§ **What you have to do**
For the word "usize", count the lines of the records that hold it, and give only that number.

§ **Supplied data**
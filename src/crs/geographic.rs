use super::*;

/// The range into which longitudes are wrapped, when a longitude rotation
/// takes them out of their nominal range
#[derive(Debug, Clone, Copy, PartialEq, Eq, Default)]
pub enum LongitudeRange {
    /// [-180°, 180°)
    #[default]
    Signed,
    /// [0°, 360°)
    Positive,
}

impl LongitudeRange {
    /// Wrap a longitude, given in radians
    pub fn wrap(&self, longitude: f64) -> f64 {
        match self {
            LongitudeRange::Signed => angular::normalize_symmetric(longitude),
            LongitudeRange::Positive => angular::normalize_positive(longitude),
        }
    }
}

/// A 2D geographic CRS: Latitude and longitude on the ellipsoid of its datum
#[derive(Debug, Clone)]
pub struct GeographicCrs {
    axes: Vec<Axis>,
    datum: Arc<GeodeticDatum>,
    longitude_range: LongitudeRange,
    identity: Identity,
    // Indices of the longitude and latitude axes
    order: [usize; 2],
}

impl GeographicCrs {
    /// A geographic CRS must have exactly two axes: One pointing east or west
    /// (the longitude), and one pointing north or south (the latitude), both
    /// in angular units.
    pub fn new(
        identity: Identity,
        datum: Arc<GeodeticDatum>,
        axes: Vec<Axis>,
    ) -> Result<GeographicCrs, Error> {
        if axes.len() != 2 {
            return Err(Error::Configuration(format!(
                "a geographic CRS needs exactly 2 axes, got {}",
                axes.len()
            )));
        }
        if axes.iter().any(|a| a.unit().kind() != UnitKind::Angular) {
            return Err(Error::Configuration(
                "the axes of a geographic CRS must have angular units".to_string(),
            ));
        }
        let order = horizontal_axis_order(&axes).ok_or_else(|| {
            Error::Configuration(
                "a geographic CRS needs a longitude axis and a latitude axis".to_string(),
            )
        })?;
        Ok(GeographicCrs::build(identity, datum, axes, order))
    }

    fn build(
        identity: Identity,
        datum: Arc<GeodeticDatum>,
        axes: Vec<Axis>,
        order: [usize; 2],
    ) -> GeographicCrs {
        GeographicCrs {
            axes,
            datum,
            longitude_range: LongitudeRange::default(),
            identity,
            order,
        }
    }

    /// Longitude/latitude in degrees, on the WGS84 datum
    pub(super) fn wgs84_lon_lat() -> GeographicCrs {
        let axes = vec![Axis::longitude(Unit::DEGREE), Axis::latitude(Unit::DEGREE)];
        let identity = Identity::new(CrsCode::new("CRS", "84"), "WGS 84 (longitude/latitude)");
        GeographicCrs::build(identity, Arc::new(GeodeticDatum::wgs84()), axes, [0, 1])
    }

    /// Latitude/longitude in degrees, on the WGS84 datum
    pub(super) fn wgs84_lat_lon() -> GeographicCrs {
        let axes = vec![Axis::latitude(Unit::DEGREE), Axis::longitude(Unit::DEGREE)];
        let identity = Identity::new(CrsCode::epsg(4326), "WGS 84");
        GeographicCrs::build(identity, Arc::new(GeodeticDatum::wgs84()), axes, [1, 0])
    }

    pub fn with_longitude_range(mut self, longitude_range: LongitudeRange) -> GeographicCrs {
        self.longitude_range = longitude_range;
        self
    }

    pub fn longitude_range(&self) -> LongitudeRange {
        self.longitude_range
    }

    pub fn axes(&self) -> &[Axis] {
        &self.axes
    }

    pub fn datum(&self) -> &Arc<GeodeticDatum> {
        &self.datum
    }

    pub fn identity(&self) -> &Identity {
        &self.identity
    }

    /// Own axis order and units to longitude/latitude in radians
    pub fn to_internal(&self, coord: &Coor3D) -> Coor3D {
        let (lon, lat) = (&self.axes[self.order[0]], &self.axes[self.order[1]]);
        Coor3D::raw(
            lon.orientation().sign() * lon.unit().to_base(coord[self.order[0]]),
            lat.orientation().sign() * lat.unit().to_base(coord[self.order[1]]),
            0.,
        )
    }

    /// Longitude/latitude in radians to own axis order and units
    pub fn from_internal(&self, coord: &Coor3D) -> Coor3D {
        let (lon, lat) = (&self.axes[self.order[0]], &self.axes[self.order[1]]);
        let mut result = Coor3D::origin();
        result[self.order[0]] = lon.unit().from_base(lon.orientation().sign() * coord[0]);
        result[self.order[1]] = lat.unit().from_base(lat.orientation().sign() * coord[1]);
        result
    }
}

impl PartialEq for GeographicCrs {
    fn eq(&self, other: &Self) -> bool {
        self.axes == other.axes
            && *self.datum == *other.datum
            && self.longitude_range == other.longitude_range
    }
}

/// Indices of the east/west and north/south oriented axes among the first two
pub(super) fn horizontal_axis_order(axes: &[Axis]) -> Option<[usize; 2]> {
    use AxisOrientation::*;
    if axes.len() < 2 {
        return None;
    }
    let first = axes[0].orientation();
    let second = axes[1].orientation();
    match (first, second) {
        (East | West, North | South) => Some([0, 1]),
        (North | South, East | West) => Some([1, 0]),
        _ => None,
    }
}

§ **Your solution**
3